Data excerpts
[Start of section]

// DvrSim: Distance-Vector Routing Simulator
// Copyright (C) 2021  Tibor Schneider
//
// This program is free software; you can redistribute it and/or modify
// it under the terms of the GNU General Public License as published by
// the Free Software Foundation; either version 2 of the License, or
// (at your option) any later version.
//
// This program is distributed in the hope that it will be useful,
// but WITHOUT ANY WARRANTY; without even the implied warranty of
// MERCHANTABILITY or FITNESS FOR A PARTICULAR PURPOSE.  See the
// GNU General Public License for more details.
//
// You should have received a copy of the GNU General Public License along
// with this program; if not, write to the Free Software Foundation, Inc.,
// 51 Franklin Street, Fifth Floor, Boston, MA 02110-1301 USA.

//! # Helper (printer) functions for the Network
//! Module containing helper functions to get formatted strings and print information about the
//! network and the simulation results.

use crate::netsim::{Convergence, ForwardingState, Network, Policy, RouterId, RoutingTable};
use itertools::Itertools;

/// Returns the formatted forwarding state. Every line represents one router, starting with the
/// router ID, followed by one cell `next_hop,hop_count` per destination. Every column is padded to
/// the width of its widest cell, and columns are separated by four spaces.
///
/// ```text
/// 1  1,0    2,1    2,2
/// 2  1,1    2,0    3,1
/// 3  2,2    2,1    3,0
/// ```
pub fn pretty_table(table: &ForwardingState) -> String {
    let cells: Vec<Vec<String>> = table
        .rows()
        .map(|row| {
            row.iter()
                .enumerate()
                .map(|(d, e)| format!("{},{}", e.next_hop_label((d + 1) as RouterId), e.hop_count()))
                .collect()
        })
        .collect();

    let widths: Vec<usize> = (0..table.num_routers())
        .map(|d| cells.iter().map(|row| row[d].len()).max().unwrap_or(0))
        .collect();

    cells
        .iter()
        .enumerate()
        .map(|(r, row)| {
            format!(
                "{}  {}\n",
                r + 1,
                row.iter().zip(widths.iter()).map(|(c, w)| format!("{:<w$}", c, w = *w)).join("    ")
            )
        })
        .collect()
}

/// Returns the line reporting the convergence delay.
pub fn convergence_delay(delay: usize) -> String {
    format!("Convergence Delay: {} round{}", delay, if delay == 1 { "" } else { "s" })
}

/// Returns the complete report of a simulation run. If the trace was recorded, the report
/// contains the forwarding state after every round (except the final one, which did not change
/// anything). Otherwise, it only contains the final forwarding state. In both cases, the report
/// ends with the convergence delay.
pub fn report(result: &Convergence) -> String {
    let mut buf = String::new();
    match result.trace.as_ref() {
        Some(trace) => {
            for (round, table) in trace {
                buf.push_str(&format!("Round {}\n", round));
                buf.push_str(&pretty_table(table));
            }
        }
        None => buf.push_str(&pretty_table(&result.table)),
    }
    buf.push('\n');
    buf.push_str(&convergence_delay(result.delay()));
    buf
}

/// Returns the name of the output file for the given policy.
pub fn output_file_name(policy: Policy, verbose: bool) -> String {
    format!("output-{}{}.txt", policy.name(), if verbose { "-detailed" } else { "" })
}

/// Returns the raw cost matrix of a routing table. Every line represents one destination, and
/// every column one next hop. Missing costs are shown as `X`.
pub fn routing_table(table: &RoutingTable) -> String {
    let n = table.num_routers() as RouterId;
    (1..=n)
        .map(|to| {
            (1..=n)
                .map(|via| match table.get_cost(to, via) {
                    Some(c) => c.to_string(),
                    None => String::from("X"),
                })
                .join(", ")
        })
        .join("\n")
}

/// Returns the selected next hop for every destination of a routing table, formatted as a list of
/// `(to, via)` pairs.
pub fn coordinates(table: &RoutingTable) -> String {
    let n = table.num_routers() as RouterId;
    format!(
        "[{}]",
        (1..=n)
            .map(|to| match table.get_next_hop(to) {
                Some(via) => format!("({}, {})", to, via),
                None => String::from("None"),
            })
            .join(", ")
    )
}

/// Returns the internal state of every router in the network (for debugging).
pub fn network(net: &Network) -> String {
    net.get_routers()
        .into_iter()
        .filter_map(|r| net.get_routing_table(r).ok())
        .map(|t| {
            format!("Router {}:\n{}\n{}\n", t.router_id(), routing_table(t), coordinates(t))
        })
        .join("\n")
}

/// Print the internal state of every router in the network.
pub fn print_network(net: &Network) {
    println!("{}", network(net));
}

[End of section]

> **Exercise directions**: Retype the records above exactly as they appear.

> **Task output**:
// DvrSim: Distance-Vector Routing Simulator
// Copyright (C) 2021  Tibor Schneider
//
// This program is free software; you can redistribute it and/or modify
// it under the terms of the GNU General Public License as published by
// the Free Software Foundation; either version 2 of the License, or
// (at your option) any later version.
//
// This program is distributed in the hope that it will be useful,
// but WITHOUT ANY WARRANTY; without even the implied warranty of
// MERCHANTABILITY or FITNESS FOR A PARTICULAR PURPOSE.  See the
// GNU General Public License for more details.
//
// You should have received a copy of the GNU General Public License along
// with this program; if not, write to the Free Software Foundation, Inc.,
// 51 Franklin Street, Fifth Floor, Boston, MA 02110-1301 USA.

//! # Helper (printer) functions for the Network
//! Module containing helper functions to get formatted strings and print information about the
//! network and the simulation results.

use crate::netsim::{Convergence, ForwardingState, Network, Policy, RouterId, RoutingTable};
use itertools::Itertools;

/// Returns the formatted forwarding state. Every line represents one router, starting with the
/// router ID, followed by one cell `next_hop,hop_count` per destination. Every column is padded to
/// the width of its widest cell, and columns are separated by four spaces.
///
/// ```text
/// 1  1,0    2,1    2,2
/// 2  1,1    2,0    3,1
/// 3  2,2    2,1    3,0
/// ```
pub fn pretty_table(table: &ForwardingState) -> String {
    let cells: Vec<Vec<String>> = table
        .rows()
        .map(|row| {
            row.iter()
                .enumerate()
                .map(|(d, e)| format!("{},{}", e.next_hop_label((d + 1) as RouterId), e.hop_count()))
                .collect()
        })
        .collect();

    let widths: Vec<usize> = (0..table.num_routers())
        .map(|d| cells.iter().map(|row| row[d].len()).max().unwrap_or(0))
        .collect();

    cells
        .iter()
        .enumerate()
        .map(|(r, row)| {
            format!(
                "{}  {}\n",
                r + 1,
                row.iter().zip(widths.iter()).map(|(c, w)| format!("{:<w$}", c, w = *w)).join("    ")
            )
        })
        .collect()
}

/// Returns the line reporting the convergence delay.
pub fn convergence_delay(delay: usize) -> String {
    format!("Convergence Delay: {} round{}", delay, if delay == 1 { "" } else { "s" })
}

/// Returns the complete report of a simulation run. If the trace was recorded, the report
/// contains the forwarding state after every round (except the final one, which did not change
/// anything). Otherwise, it only contains the final forwarding state. In both cases, the report
/// ends with the convergence delay.
pub fn report(result: &Convergence) -> String {
    let mut buf = String::new();
    match result.trace.as_ref() {
        Some(trace) => {
            for (round, table) in trace {
                buf.push_str(&format!("Round {}\n", round));
                buf.push_str(&pretty_table(table));
            }
        }
        None => buf.push_str(&pretty_table(&result.table)),
    }
    buf.push('\n');
    buf.push_str(&convergence_delay(result.delay()));
    buf
}

/// Returns the name of the output file for the given policy.
pub fn output_file_name(policy: Policy, verbose: bool) -> String {
    format!("output-{}{}.txt", policy.name(), if verbose { "-detailed" } else { "" })
}

/// Returns the raw cost matrix of a routing table. Every line represents one destination, and
/// every column one next hop. Missing costs are shown as `X`.
pub fn routing_table(table: &RoutingTable) -> String {
    let n = table.num_routers() as RouterId;
    (1..=n)
        .map(|to| {
            (1..=n)
                .map(|via| match table.get_cost(to, via) {
                    Some(c) => c.to_string(),
                    None => String::from("X"),
                })
                .join(", ")
        })
        .join("\n")
}

/// Returns the selected next hop for every destination of a routing table, formatted as a list of
/// `(to, via)` pairs.
pub fn coordinates(table: &RoutingTable) -> String {
    let n = table.num_routers() as RouterId;
    format!(
        "[{}]",
        (1..=n)
            .map(|to| match table.get_next_hop(to) {
                Some(via) => format!("({}, {})", to, via),
                None => String::from("None"),
            })
            .join(", ")
    )
}

/// Returns the internal state of every router in the network (for debugging).
pub fn network(net: &Network) -> String {
    net.get_routers()
        .into_iter()
        .filter_map(|r| net.get_routing_table(r).ok())
        .map(|t| {
            format!("Router {}:\n{}\n{}\n", t.router_id(), routing_table(t), coordinates(t))
        })
        .join("\n")
}

/// Print the internal state of every router in the network.
pub fn print_network(net: &Network) {
    println!("{}", network(net));
}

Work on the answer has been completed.